Hematoxylin and eosin staining was performed to examine brain histological changes 4 weeks after ICH. By that time, the hematoma was replaced by a fibroglial cavity. Hematoidin, which consists of bilirubin, was found in the cavity. As described above, neurological functions (forelimb placing, forelimb use asymmetry, and corner turn) in most rats were recovered substantially or completely by that time. In 1 rat, however, there was no recovery of neurological function even at day 28 (forelimb placing score=0, forelimb use asymmetry score=55%, corner turn score=100%). That rat was found to have hydrocephalus and a severe injury to the ipsilateral cortex (Figure 3).
There was a temporal relationship between the ICH-induced forelimb placing deficits and ICH-induced edema. Forelimb placing deficits peaked at day 3 after ICH and almost recovered by day 14. Perihematomal brain edema also peaked at day 3 and resolved by day 14 (Figure 4). There was a negative correlation between forelimb placing score and brain edema (y=−9.6x+817; R2=0.96, P<0.05). Although there was a tendency toward a correlation between forelimb use asymmetry, corner turn score, and brain edema, it did not reach a significant level.
Role of Blood Components in ICH-Induced Behavioral Changes
Intracaudate infusion of thrombin caused severe forelimb placing deficits with only a slow recovery after 2 weeks. Injection of saline also caused a slight forelimb placing deficit on day 1, but there was full recovery by 3 days (Figure 5A).
Thrombin injection also resulted in significant forelimb use asymmetry; this was present on day 1 and lasted at least 4 weeks. There were significant differences between thrombin and saline groups in this parameter at all time points (Figure 5B). With the corner test, the thrombin-treated rats showed an increased percentage of right (ipsiversive) turns compared with saline-treated rats at all time points (Figure 5C).
Hirudin, a thrombin inhibitor, improved ICH-induced forelimb placing (Figure 6A). Forelimb use asymmetry was also improved in the hirudin-treated group at days 1 and 3 (Figure 6B). There were, however, no significant differences in the corner test between the hirudin- and vehicle-treated ICH groups (Figure 6C).
There was a tendency for rats that received an injection of 50 μL packed RBCs to show forelimb placing deficits on days 1 and 3, but this did not reach significance (Figure 7A). There were, however, significant forelimb placing deficits at days 5 (34% versus 100% in sham control; P<0.05) and 7 (36% versus 100% in sham control; P<0.05). The forelimb placing function was recovered within 4 weeks (Figure 7A). Compared with sham control, there was no significant difference between the packed RBC group and sham control on forelimb use asymmetry (Figure 7B). However, the injection of packed RBCs caused a significant increase in the percentage of turns to the right in the corner test on day 3 (95±5% versus 48±6% in sham; P<0.01) and day 7 (95±5% versus 63±9% in sham; P<0.05).

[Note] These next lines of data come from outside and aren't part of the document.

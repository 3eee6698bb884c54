use ratatui::buffer::Buffer;
use ratatui::layout::Rect;
use ratatui::style::{Modifier, Style};
use ratatui::text::{Line, Span};
use ratatui::widgets::{Block, Paragraph, Widget, Wrap};
use rust_i18n::t;

use crate::quiz::Question;
use crate::session::challenge::Outcome;
use crate::ui::theme::Theme;

const OPTION_KEYS: [char; 4] = ['A', 'B', 'C', 'D'];

pub fn option_key(idx: usize) -> char {
    OPTION_KEYS.get(idx).copied().unwrap_or('?')
}

/// Option index for a pressed key: `a`-`d` or `1`-`4`.
pub fn option_index(ch: char) -> Option<usize> {
    match ch.to_ascii_lowercase() {
        c @ 'a'..='d' => Some(c as usize - 'a' as usize),
        c @ '1'..='4' => Some(c as usize - '1' as usize),
        _ => None,
    }
}

/// A challenge question and its options. Once answered, the correct option
/// is shown in green and a wrong pick in red.
pub struct QuestionCard<'a> {
    question: &'a Question,
    selected: Option<usize>,
    outcome: Option<Outcome>,
    theme: &'a Theme,
}

impl<'a> QuestionCard<'a> {
    pub fn new(question: &'a Question, theme: &'a Theme) -> Self {
        Self {
            question,
            selected: None,
            outcome: None,
            theme,
        }
    }

    pub fn answered(mut self, selected: Option<usize>, outcome: Outcome) -> Self {
        self.selected = selected;
        self.outcome = Some(outcome);
        self
    }
}

impl Widget for QuestionCard<'_> {
    fn render(self, area: Rect, buf: &mut Buffer) {
        let colors = &self.theme.colors;

        let block = Block::bordered()
            .title(format!(" {} ", self.question.kind.label()))
            .border_style(Style::default().fg(colors.border_focused()));
        let inner = block.inner(area);
        block.render(area, buf);

        let mut lines = vec![
            Line::from(""),
            Line::from(Span::styled(
                format!("  {}", self.question.question),
                Style::default().fg(colors.fg()).add_modifier(Modifier::BOLD),
            )),
            Line::from(""),
        ];

        let correct = self.question.correct_index();
        for (i, option) in self.question.options.iter().enumerate() {
            let mut style = Style::default().fg(colors.fg());
            if self.outcome.is_some() {
                if Some(i) == correct {
                    style = Style::default()
                        .fg(colors.success())
                        .add_modifier(Modifier::BOLD);
                } else if Some(i) == self.selected {
                    style = Style::default()
                        .fg(colors.error())
                        .add_modifier(Modifier::CROSSED_OUT);
                } else {
                    style = Style::default().fg(colors.muted());
                }
            }
            lines.push(Line::from(Span::styled(
                format!("   [{}] {option}", option_key(i)),
                style,
            )));
        }

        if let Some(outcome) = self.outcome {
            let (text, color) = match outcome {
                Outcome::Correct => (t!("quiz.correct"), colors.success()),
                Outcome::Wrong => (
                    t!("quiz.wrong", answer = self.question.correct_answer),
                    colors.error(),
                ),
                Outcome::TimeUp => (
                    t!("quiz.time_up", answer = self.question.correct_answer),
                    colors.warning(),
                ),
            };
            lines.push(Line::from(""));
            lines.push(Line::from(Span::styled(
                format!("  {text}"),
                Style::default().fg(color).add_modifier(Modifier::BOLD),
            )));
            if let Some(example) = &self.question.word.example {
                lines.push(Line::from(Span::styled(
                    format!("  {example}"),
                    Style::default().fg(colors.muted()),
                )));
            }
        }

        Paragraph::new(lines)
            .wrap(Wrap { trim: false })
            .render(inner, buf);
    }
}

#[cfg(test)]
mod tests {
    use super::*;

    #[test]
    fn option_keys_map_both_ways() {
        assert_eq!(option_index('a'), Some(0));
        assert_eq!(option_index('D'), Some(3));
        assert_eq!(option_index('3'), Some(2));
        assert_eq!(option_index('e'), None);
        assert_eq!(option_key(1), 'B');
    }
}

This study demonstrates that intracaudate injection of 100 μL autologous whole blood causes a forelimb placing deficit, an asymmetry in forelimb use during vertical exploration, and an asymmetry in corner turning. Two components of the hematoma, thrombin and erythrocytes, appear to contribute to these behavioral deficits. There was a close temporal association between forelimb placing score and brain edema formation after ICH, suggesting that either brain swelling is a major factor inducing the neurological deficits or that they have the same underlying cause. These results indicate that these batteries of behavioral tests are useful in assessing brain injury and therefore potential therapeutic interventions in a commonly used rodent model of ICH.

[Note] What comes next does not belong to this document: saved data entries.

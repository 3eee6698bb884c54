use anyhow::{Result, bail};

use crate::store::local::LocalStorage;
use crate::store::schema::TIMER_DURATION_KEY;

pub const TIMER_CHOICES: [u32; 5] = [10, 15, 20, 25, 30];
pub const DEFAULT_TIMER_SECS: u32 = 10;

/// Challenge countdown length, persisted under its own storage key.
pub struct ChallengeSettings {
    storage: LocalStorage,
}

impl ChallengeSettings {
    pub fn new(storage: LocalStorage) -> Self {
        Self { storage }
    }

    pub fn timer_duration(&self) -> u32 {
        match self.storage.get::<u32>(TIMER_DURATION_KEY) {
            Some(secs) if TIMER_CHOICES.contains(&secs) => secs,
            Some(secs) => {
                log::warn!("ignoring unsupported timer duration {secs}s");
                DEFAULT_TIMER_SECS
            }
            None => DEFAULT_TIMER_SECS,
        }
    }

    pub fn set_timer_duration(&self, secs: u32) -> Result<()> {
        if !TIMER_CHOICES.contains(&secs) {
            bail!("timer duration must be one of {TIMER_CHOICES:?}, got {secs}");
        }
        self.storage.set(TIMER_DURATION_KEY, &secs)
    }

    /// Step to the next (or previous) allowed duration, wrapping around.
    pub fn cycle_timer_duration(&self, forward: bool) -> Result<u32> {
        let current = self.timer_duration();
        let idx = TIMER_CHOICES
            .iter()
            .position(|&s| s == current)
            .unwrap_or(0);
        let next = if forward {
            (idx + 1) % TIMER_CHOICES.len()
        } else if idx == 0 {
            TIMER_CHOICES.len() - 1
        } else {
            idx - 1
        };
        let secs = TIMER_CHOICES[next];
        self.set_timer_duration(secs)?;
        Ok(secs)
    }
}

ICH-Induced Behavioral Changes
This study used 3 different sensorimotor behavioral tests to examine mild ICH-induced brain injury in the rat. All 3 tests were sensitive enough to detect behavioral deficits the first day after ICH. We found that forelimb placing and forelimb use asymmetry tests can detect even mild neurological deficits such as that found after 15 minutes of middle cerebral artery occlusion with reperfusion.19 All 3 tests appear to be well suited to models of unilateral brain injury because they measure asymmetry. Thus, they can factor out confounding variables for behavioral tests such as decreased overall activity after surgery. Additionally, these sensorimotor tests are not altered by repeated testing, and they do not require special training or food deprivation.13
These sensorimotor behavioral tests were also useful for examining recovery of function after ICH. Both the forelimb placing score and the forelimb use asymmetry score showed marked improvements with time (the results of the corner test showed improvement to a lesser extent). Most attention in animal models of ICH has focused on acute brain injury and its prevention. Relatively little attention has focused on recovery of function after injury and whether it is a therapeutic target. Evidence from models of cerebral ischemia suggests that it is a potential target.13 The extent to which this recovery of function after ICH reflects the resumption of normal function by ipsilateral neurons or the assumption of new functions by ipsilateral or contralateral neurons or neurogenesis is unknown.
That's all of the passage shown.